Multiple protein sequence alignment from tertiary structure comparison: Assignment of global and residue confidence levels

Abstract
An algorithm is presented for the accurate and rapid generation of multiple protein sequence alignments from tertiary structure comparisons. A preliminary multiple sequence alignment is performed using sequence information, which then determines an initial superposition of the structures. A structure comparison algorithm is applied to all pairs of proteins in the superimposed set and a similarity tree calculated. Multiple sequence alignments are then generated by following the tree from the branches to the root.
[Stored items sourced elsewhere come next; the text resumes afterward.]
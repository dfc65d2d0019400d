use super::card::Card;
use super::hand::Hand;
use rand::Rng;

/// the cards still unseen by anyone at the table.
/// selection via ::draw() is uniform over what remains.
#[derive(Debug, Clone, Copy)]
pub struct Deck(Hand);

impl Deck {
    pub fn new() -> Self {
        Self(Hand::empty().complement())
    }

    pub fn size(&self) -> usize {
        self.0.size()
    }

    /// remove a random card from the deck
    pub fn draw(&mut self) -> Card {
        assert!(self.0.size() > 0);
        let mut bits = u64::from(self.0);
        let i = rand::rng().random_range(0..self.0.size());
        for _ in 0..i {
            bits &= bits - 1;
        }
        let card = Card::from(bits.trailing_zeros() as u8);
        self.0.remove(card);
        card
    }

    /// remove n random cards from the deck
    pub fn deal(&mut self, n: usize) -> Hand {
        (0..n)
            .map(|_| self.draw())
            .fold(Hand::empty(), |hand, card| {
                Hand::add(hand, Hand::from(card))
            })
    }
}

/// deal only from cards that nobody holds
impl From<Hand> for Deck {
    fn from(seen: Hand) -> Self {
        Self(seen.complement())
    }
}
impl From<Deck> for Hand {
    fn from(deck: Deck) -> Self {
        deck.0
    }
}
/// a canonical set of tags describing one decision point. tags are
/// kept sorted and deduplicated so that two situations described in a
/// different order still land on the same tree node.
#[derive(Debug, Clone, Default, PartialEq, Eq, PartialOrd, Ord, Hash)]
pub struct Tags(Vec<Tag>);

impl Tags {
    /// at most one move tag ever appears in a set
    pub fn move_tag(&self) -> Option<Tag> {
        self.0.iter().copied().find(Tag::is_move)
    }

    pub fn contains(&self, tag: &Tag) -> bool {
        self.0.contains(tag)
    }

    pub fn is_empty(&self) -> bool {
        self.0.is_empty()
    }

    pub fn iter(&self) -> impl Iterator<Item = &Tag> {
        self.0.iter()
    }
}

impl From<Vec<Tag>> for Tags {
    fn from(mut tags: Vec<Tag>) -> Self {
        tags.sort();
        tags.dedup();
        Self(tags)
    }
}

impl std::fmt::Display for Tags {
    fn fmt(&self, f: &mut std::fmt::Formatter) -> std::fmt::Result {
        write!(f, "{{")?;
        for (i, tag) in self.0.iter().enumerate() {
            match i {
                0 => write!(f, "{}", tag)?,
                _ => write!(f, ", {}", tag)?,
            }
        }
        write!(f, "}}")
    }
}

impl std::str::FromStr for Tags {
    type Err = anyhow::Error;
    fn from_str(s: &str) -> Result<Self, Self::Err> {
        let body = s
            .strip_prefix('{')
            .and_then(|s| s.strip_suffix('}'))
            .with_context(|| format!("tags must be braced: {}", s))?;
        match body.is_empty() {
            true => Ok(Self::default()),
            false => body
                .split(", ")
                .map(str::parse::<Tag>)
                .collect::<Result<Vec<Tag>, _>>()
                .map(Self::from),
        }
    }
}

use super::tag::Tag;
use anyhow::Context;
At each branchpoint of the tree, a structure‐based sequence alignment and coordinate transformations are output, with the multiple alignment of all structures output at the root The algorithm encoded in STAMP (Structural Alignment of Multiple Proteins) is shown to give alignments in good agreement with published structural accounts within the dehydrogenase fold domains, globins, and serine proteinases. In order to reduce the need for visual verification, two similarity indices are introduced to determine the quality of each generated structural alignment. Sc quantifies the global structural similarity between pairs or groups of proteins, whereas Pij′ provides a normalized measure of the confidence in the alignment of each residue. STAMP alignments have the quality of each alignment characterized by Sc and Pij′ values and thus provide a reproducible resource for studies of residue conservation within structural motifs.